You are given a 9x9 grid where each cell contains either a digit '1' through '9' or '.' for an empty cell. Determine whether the current board state is valid under these rules: - no digit may appear more than once in any row, - no digit may appear more than once in any column, - no digit may appear more than once in any 3x3 subgrid. The board does not need to be solvable or complete — only the currently filled cells must satisfy the rules. Return True if the board is valid, False otherwise.
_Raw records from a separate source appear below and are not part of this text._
//! Request-scoped database session
//!
//! A `Session` owns one pooled connection inside a transaction. Dropping it
//! without `commit()` rolls the transaction back and hands the connection
//! back to the pool. That holds for early `?` returns and for a handler
//! future dropped mid-flight, so callers never close anything by hand.

use sqlx::{PgPool, Postgres, Transaction};

use super::DbError;
use crate::models::{Choice, NewChoice, Question, QuestionText};

/// Scoped unit of work over a single transaction
pub struct Session {
    tx: Transaction<'static, Postgres>,
}

impl Session {
    /// Acquire a connection from the pool and open a transaction on it.
    pub async fn begin(pool: &PgPool) -> Result<Self, DbError> {
        let tx = pool.begin().await?;
        Ok(Self { tx })
    }

    /// Stage a question row, returning its assigned id.
    pub async fn insert_question(&mut self, text: &QuestionText) -> Result<i32, DbError> {
        let id: i32 = sqlx::query_scalar(
            r#"
            INSERT INTO questions (question_text)
            VALUES ($1)
            RETURNING id
            "#,
        )
        .bind(text.as_str())
        .fetch_one(&mut *self.tx)
        .await?;

        Ok(id)
    }

    /// Stage a choice row owned by `question_id`, returning its assigned id.
    pub async fn insert_choice(
        &mut self,
        question_id: i32,
        choice: &NewChoice,
    ) -> Result<i32, DbError> {
        let id: i32 = sqlx::query_scalar(
            r#"
            INSERT INTO choices (choice_text, is_correct, question_id)
            VALUES ($1, $2, $3)
            RETURNING id
            "#,
        )
        .bind(choice.text.as_str())
        .bind(choice.is_correct)
        .bind(question_id)
        .fetch_one(&mut *self.tx)
        .await?;

        Ok(id)
    }

    pub async fn question_by_id(&mut self, id: i32) -> Result<Option<Question>, DbError> {
        let question = sqlx::query_as::<_, Question>(
            "SELECT id, question_text FROM questions WHERE id = $1",
        )
        .bind(id)
        .fetch_optional(&mut *self.tx)
        .await?;

        Ok(question)
    }

    /// Choices whose foreign key equals `question_id`, ordered by id.
    pub async fn choices_by_question(&mut self, question_id: i32) -> Result<Vec<Choice>, DbError> {
        let choices = sqlx::query_as::<_, Choice>(
            r#"
            SELECT id, choice_text, is_correct, question_id
            FROM choices
            WHERE question_id = $1
            ORDER BY id
            "#,
        )
        .bind(question_id)
        .fetch_all(&mut *self.tx)
        .await?;

        Ok(choices)
    }

    /// Make everything staged in this session durable.
    pub async fn commit(self) -> Result<(), DbError> {
        self.tx.commit().await?;
        Ok(())
    }
}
This is the classic 'Valid Sudoku' board-validation problem.

Constraints

  • board is exactly 9 rows by 9 columns
  • each cell is a single character '1'-'9' or '.'
  • the board need not be complete or solvable

Examples

Input: ([['5','3','.','.','7','.','.','.','.'],['6','.','.','1','9','5','.','.','.'],['.','9','8','.','.','.','.','6','.'],['8','.','.','.','6','.','.','.','3'],['4','.','.','8','.','3','.','.','1'],['7','.','.','.','2','.','.','.','6'],['.','6','.','.','.','.','2','8','.'],['.','.','.','4','1','9','.','.','5'],['.','.','.','.','8','.','.','7','9']],)

Expected Output: True

Explanation: The canonical valid Sudoku starting board: no row, column, or box has a repeat.
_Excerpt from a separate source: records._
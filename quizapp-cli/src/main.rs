//! quizapp CLI - quiz question API server
//!
//! Entry point for the `quizapp` binary. Loads `.env` from the working
//! directory, sets up tracing and dispatches to a subcommand.

use anyhow::Result;
use clap::{Parser, Subcommand};

mod commands;
mod tracing_setup;

#[derive(Parser, Debug)]
#[command(
    name = "quizapp",
    author,
    version,
    about = "HTTP API for quiz questions and their multiple-choice answers"
)]
struct Cli {
    /// Enable debug logging (overridden by RUST_LOG)
    #[arg(long, global = true)]
    debug: bool,

    #[command(subcommand)]
    command: Commands,
}

#[derive(Subcommand, Debug)]
enum Commands {
    /// Run the HTTP API server
    Serve(commands::serve::ServeArgs),
}

#[tokio::main]
async fn main() -> Result<()> {
    // .env only fills variables that aren't already set
    dotenvy::dotenv().ok();

    let cli = Cli::parse();
    tracing_setup::init(&tracing_setup::TracingConfig { debug: cli.debug })?;

    match cli.command {
        Commands::Serve(args) => commands::serve::run_serve(args).await,
    }
}
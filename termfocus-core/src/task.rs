//! Task record and the enums that describe it.
//!
//! A [`Task`] is a single to-do item: display text, a completion flag, and a
//! [`Priority`]. [`Filter`] is the view-only predicate used to derive the
//! visible subset of a task list; it never affects stored state.

use uuid::Uuid;

/// Unique identifier for a task, based on UUID v7 for time-ordering.
///
/// Uniqueness within a store is the only invariant callers may rely on;
/// the ordering encoded in v7 timestamps is incidental.
#[derive(Debug, Clone, Copy, PartialEq, Eq, Hash)]
pub struct TaskId(Uuid);

impl TaskId {
    /// Creates a new time-ordered task identifier (UUID v7).
    #[must_use]
    pub fn new() -> Self {
        Self(Uuid::now_v7())
    }

    /// Creates a `TaskId` from an existing UUID.
    #[must_use]
    pub const fn from_uuid(uuid: Uuid) -> Self {
        Self(uuid)
    }

    /// Returns the inner UUID value.
    #[must_use]
    pub const fn as_uuid(&self) -> &Uuid {
        &self.0
    }
}

impl Default for TaskId {
    fn default() -> Self {
        Self::new()
    }
}

impl std::fmt::Display for TaskId {
    fn fmt(&self, f: &mut std::fmt::Formatter<'_>) -> std::fmt::Result {
        write!(f, "{}", self.0)
    }
}

/// Importance of a task.
#[derive(Debug, Clone, Copy, Default, PartialEq, Eq)]
pub enum Priority {
    /// Do this first.
    High,
    /// Default for newly created tasks.
    #[default]
    Medium,
    /// Can wait.
    Low,
}

impl Priority {
    /// Next priority in the selector order High → Medium → Low → High.
    #[must_use]
    pub const fn cycle(self) -> Self {
        match self {
            Self::High => Self::Medium,
            Self::Medium => Self::Low,
            Self::Low => Self::High,
        }
    }
}

impl std::fmt::Display for Priority {
    fn fmt(&self, f: &mut std::fmt::Formatter<'_>) -> std::fmt::Result {
        match self {
            Self::High => write!(f, "high"),
            Self::Medium => write!(f, "medium"),
            Self::Low => write!(f, "low"),
        }
    }
}

/// View-only predicate selecting which tasks are displayed.
///
/// Ephemeral UI state: changing the filter never mutates the store.
#[derive(Debug, Clone, Copy, Default, PartialEq, Eq)]
pub enum Filter {
    /// Every task.
    #[default]
    All,
    /// Tasks not yet completed.
    Active,
    /// Completed tasks.
    Completed,
}

impl Filter {
    /// Whether `task` is visible under this filter.
    #[must_use]
    pub const fn matches(self, task: &Task) -> bool {
        match self {
            Self::All => true,
            Self::Active => !task.completed,
            Self::Completed => task.completed,
        }
    }

    /// Next filter in the cycle All → Active → Completed → All.
    #[must_use]
    pub const fn cycle(self) -> Self {
        match self {
            Self::All => Self::Active,
            Self::Active => Self::Completed,
            Self::Completed => Self::All,
        }
    }
}

impl std::fmt::Display for Filter {
    fn fmt(&self, f: &mut std::fmt::Formatter<'_>) -> std::fmt::Result {
        match self {
            Self::All => write!(f, "all"),
            Self::Active => write!(f, "active"),
            Self::Completed => write!(f, "completed"),
        }
    }
}

/// A single to-do item.
#[derive(Debug, Clone, PartialEq, Eq)]
pub struct Task {
    /// Unique identifier (UUID v7, time-ordered).
    pub id: TaskId,
    /// Display text, exactly as entered.
    pub text: String,
    /// Whether the task is done.
    pub completed: bool,
    /// Importance; defaults to [`Priority::Medium`].
    pub priority: Priority,
}

impl Task {
    /// Creates an open, medium-priority task with a fresh id.
    #[must_use]
    pub fn new(text: impl Into<String>) -> Self {
        Self {
            id: TaskId::new(),
            text: text.into(),
            completed: false,
            priority: Priority::default(),
        }
    }
}
//! Theme and styling constants for the TUI.

use ratatui::style::{Color, Modifier, Style};

use termfocus_core::Priority;

/// Primary foreground color.
pub const FG_PRIMARY: Color = Color::White;

/// Secondary foreground color (dimmed text).
pub const FG_SECONDARY: Color = Color::Gray;

/// Highlight color for focused elements.
pub const HIGHLIGHT: Color = Color::Cyan;

/// Success/running indicator color.
pub const SUCCESS: Color = Color::Green;

/// Warning indicator color.
pub const WARNING: Color = Color::Yellow;

/// Error/expired indicator color.
pub const ERROR: Color = Color::Red;

/// Idle indicator color.
pub const IDLE: Color = Color::DarkGray;

/// High priority marker color.
pub const PRIORITY_HIGH: Color = Color::Red;

/// Medium priority marker color.
pub const PRIORITY_MEDIUM: Color = Color::Yellow;

/// Low priority marker color.
pub const PRIORITY_LOW: Color = Color::Green;

/// Panel title color for the timer panel.
pub const TIMER_TITLE: Color = Color::Red;

/// Panel title color for the input panel.
pub const INPUT_TITLE: Color = Color::Blue;

/// Panel title color for the tasks panel.
pub const TASKS_TITLE: Color = Color::Green;

/// Panel title color for the tips panel.
pub const TIPS_TITLE: Color = Color::Magenta;

/// Normal text style.
#[must_use]
pub fn normal() -> Style {
    Style::default().fg(FG_PRIMARY)
}

/// Dimmed text style (metadata, disabled controls).
#[must_use]
pub fn dimmed() -> Style {
    Style::default().fg(FG_SECONDARY)
}

/// Bold text style.
#[must_use]
pub fn bold() -> Style {
    Style::default().fg(FG_PRIMARY).add_modifier(Modifier::BOLD)
}

/// Highlighted text style (focused panel borders).
#[must_use]
pub fn highlighted() -> Style {
    Style::default().fg(HIGHLIGHT).add_modifier(Modifier::BOLD)
}

/// Selected item style (in lists).
#[must_use]
pub fn selected() -> Style {
    Style::default()
        .fg(Color::Black)
        .bg(HIGHLIGHT)
        .add_modifier(Modifier::BOLD)
}

/// Style for completed task text (struck through, dimmed).
#[must_use]
pub fn completed_task() -> Style {
    Style::default()
        .fg(FG_SECONDARY)
        .add_modifier(Modifier::CROSSED_OUT)
}

/// Style for the empty-list placeholder (dim italics).
#[must_use]
pub fn empty_state() -> Style {
    Style::default()
        .fg(FG_SECONDARY)
        .add_modifier(Modifier::ITALIC)
}

/// Style for the completion banner.
#[must_use]
pub fn notification() -> Style {
    Style::default()
        .fg(Color::Black)
        .bg(WARNING)
        .add_modifier(Modifier::BOLD)
}

/// Style for the status bar background.
#[must_use]
pub fn status_bar_bg() -> Style {
    Style::default().fg(Color::White).bg(Color::Rgb(30, 30, 50))
}

/// Style for panel titles with a given color (bold).
#[must_use]
pub fn panel_title(color: Color) -> Style {
    Style::default().fg(color).add_modifier(Modifier::BOLD)
}

/// Marker color for a task priority.
#[must_use]
pub const fn priority_color(priority: Priority) -> Color {
    match priority {
        Priority::High => PRIORITY_HIGH,
        Priority::Medium => PRIORITY_MEDIUM,
        Priority::Low => PRIORITY_LOW,
    }
}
Input: ([['8','3','.','.','7','.','.','.','.'],['6','.','.','1','9','5','.','.','.'],['.','9','8','.','.','.','.','6','.'],['8','.','.','.','6','.','.','.','3'],['4','.','.','8','.','3','.','.','1'],['7','.','.','.','2','.','.','.','6'],['.','6','.','.','.','.','2','8','.'],['.','.','.','4','1','9','.','.','5'],['.','.','.','.','8','.','.','7','9']],)

Expected Output: False

Explanation: The 5 at (0,0) was changed to 8; now column 0 has two 8's (rows 0 and 3) and the top-left box also has two 8's. Invalid.

Input: ([['.','.','.','.','.','.','.','.','.'],['.','.','.','.','.','.','.','.','.'],['.','.','.','.','.','.','.','.','.'],['.','.','.','.','.','.','.','.','.'],['.','.','.','.','.','.','.','.','.'],['.','.','.','.','.','.','.','.','.'],['.','.','.','.','.','.','.','.','.'],['.','.','.','.','.','.','.','.','.'],['.','.','.','.','.','.','.','.','.']],)

Expected Output: True

Explanation: Completely empty board: trivially valid.
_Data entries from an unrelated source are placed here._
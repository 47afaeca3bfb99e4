//! Configuration system for the `TermFocus` client.
//!
//! Layered configuration with the following priority (highest first):
//! 1. CLI arguments
//! 2. TOML config file (`~/.config/termfocus/config.toml`)
//! 3. Compiled defaults
//!
//! Missing config file is not an error (defaults are used). An explicit
//! `--config` path that doesn't exist is an error.
//!
//! The 25-minute session length is deliberately not configurable.

use std::path::PathBuf;
use std::time::Duration;

/// Errors that can occur when loading configuration.
#[derive(Debug, thiserror::Error)]
pub enum ConfigError {
    /// Failed to read the configuration file.
    #[error("failed to read config file {path}: {source}")]
    ReadFile {
        /// Path that was attempted.
        path: PathBuf,
        /// Underlying I/O error.
        source: std::io::Error,
    },

    /// Failed to parse the TOML configuration.
    #[error("failed to parse config file: {0}")]
    ParseToml(#[from] toml::de::Error),
}

// ---------------------------------------------------------------------------
// TOML file structs (all fields Option for partial overrides)
// ---------------------------------------------------------------------------

/// Top-level TOML config file structure.
#[derive(Debug, Default, serde::Deserialize)]
#[serde(default)]
struct ConfigFile {
    ui: UiFileConfig,
}

/// `[ui]` section of the config file.
#[derive(Debug, Default, serde::Deserialize)]
#[serde(default)]
struct UiFileConfig {
    poll_timeout_ms: Option<u64>,
    show_tips: Option<bool>,
}

// ---------------------------------------------------------------------------
// Resolved configuration (concrete types, all fields populated)
// ---------------------------------------------------------------------------

/// Fully resolved client configuration.
#[derive(Debug, Clone)]
pub struct ClientConfig {
    /// Poll timeout for the TUI event loop.
    pub poll_timeout: Duration,
    /// Whether the tips panel is rendered.
    pub show_tips: bool,
}

impl Default for ClientConfig {
    fn default() -> Self {
        Self {
            poll_timeout: Duration::from_millis(50),
            show_tips: true,
        }
    }
}

impl ClientConfig {
    /// Load configuration by merging CLI args and a TOML file.
    ///
    /// If `--config` is given and the file does not exist, returns an
    /// error. Otherwise the default path is tried and silently ignored if
    /// missing.
    ///
    /// # Errors
    ///
    /// Returns [`ConfigError`] if the explicit config file cannot be read
    /// or parsed.
    pub fn load(cli: &CliArgs) -> Result<Self, ConfigError> {
        let file = load_config_file(cli.config.as_deref())?;
        Ok(Self::resolve(&file))
    }

    /// Resolve a `ClientConfig` from a parsed config file.
    ///
    /// Separated from `load()` to enable unit testing without touching the
    /// filesystem.
    #[must_use]
    fn resolve(file: &ConfigFile) -> Self {
        let defaults = Self::default();

        Self {
            poll_timeout: file
                .ui
                .poll_timeout_ms
                .map_or(defaults.poll_timeout, Duration::from_millis),
            show_tips: file.ui.show_tips.unwrap_or(defaults.show_tips),
        }
    }
}

/// CLI arguments parsed by clap.
#[derive(clap::Parser, Debug, Default)]
#[command(version, about = "Terminal-native focus dashboard")]
pub struct CliArgs {
    /// Path to config file (default: `~/.config/termfocus/config.toml`).
    #[arg(short, long)]
    pub config: Option<PathBuf>,

    /// Log level filter (trace, debug, info, warn, error).
    #[arg(long, default_value = "info", env = "TERMFOCUS_LOG")]
    pub log_level: String,

    /// Path to log file (default: `$TMPDIR/termfocus.log`).
    #[arg(long)]
    pub log_file: Option<PathBuf>,
}

// ---------------------------------------------------------------------------
// Internal helpers
// ---------------------------------------------------------------------------

/// Load and parse a TOML config file.
///
/// If `explicit_path` is `Some`, the file must exist (error if not).
/// If `explicit_path` is `None`, the default path is tried and missing file
/// is treated as empty config.
fn load_config_file(explicit_path: Option<&std::path::Path>) -> Result<ConfigFile, ConfigError> {
    let path = if let Some(p) = explicit_path {
        let contents = std::fs::read_to_string(p).map_err(|e| ConfigError::ReadFile {
            path: p.to_path_buf(),
            source: e,
        })?;
        return Ok(toml::from_str(&contents)?);
    } else {
        let Some(config_dir) = dirs::config_dir() else {
            // No config dir available — use defaults.
            return Ok(ConfigFile::default());
        };
        config_dir.join("termfocus").join("config.toml")
    };

    match std::fs::read_to_string(&path) {
        Ok(contents) => Ok(toml::from_str(&contents)?),
        Err(e) if e.kind() == std::io::ErrorKind::NotFound => Ok(ConfigFile::default()),
        Err(e) => Err(ConfigError::ReadFile { path, source: e }),
    }
}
Input: ([['5','5','.','.','.','.','.','.','.'],['.','.','.','.','.','.','.','.','.'],['.','.','.','.','.','.','.','.','.'],['.','.','.','.','.','.','.','.','.'],['.','.','.','.','.','.','.','.','.'],['.','.','.','.','.','.','.','.','.'],['.','.','.','.','.','.','.','.','.'],['.','.','.','.','.','.','.','.','.'],['.','.','.','.','.','.','.','.','.']],)

Expected Output: False

Explanation: Two 5's in the same row (cells (0,0) and (0,1)). Invalid.

Input: ([['1','.','.','.','.','.','.','.','.'],['.','.','.','.','.','.','.','.','.'],['.','.','1','.','.','.','.','.','.'],['.','.','.','.','.','.','.','.','.'],['.','.','.','.','.','.','.','.','.'],['.','.','.','.','.','.','.','.','.'],['.','.','.','.','.','.','.','.','.'],['.','.','.','.','.','.','.','.','.'],['.','.','.','.','.','.','.','.','.']],)

Expected Output: False

Explanation: Two 1's in different rows/columns but both in the top-left 3x3 box (cells (0,0) and (2,2)). Invalid by the box rule.

Hints

  1. Use one set per row, one per column, and one per 3x3 box to track seen digits.
  2. Map cell (r, c) to its box index with (r // 3) * 3 + (c // 3).
  3. Skip '.' cells; on any duplicate insertion into a row/column/box set, the board is invalid.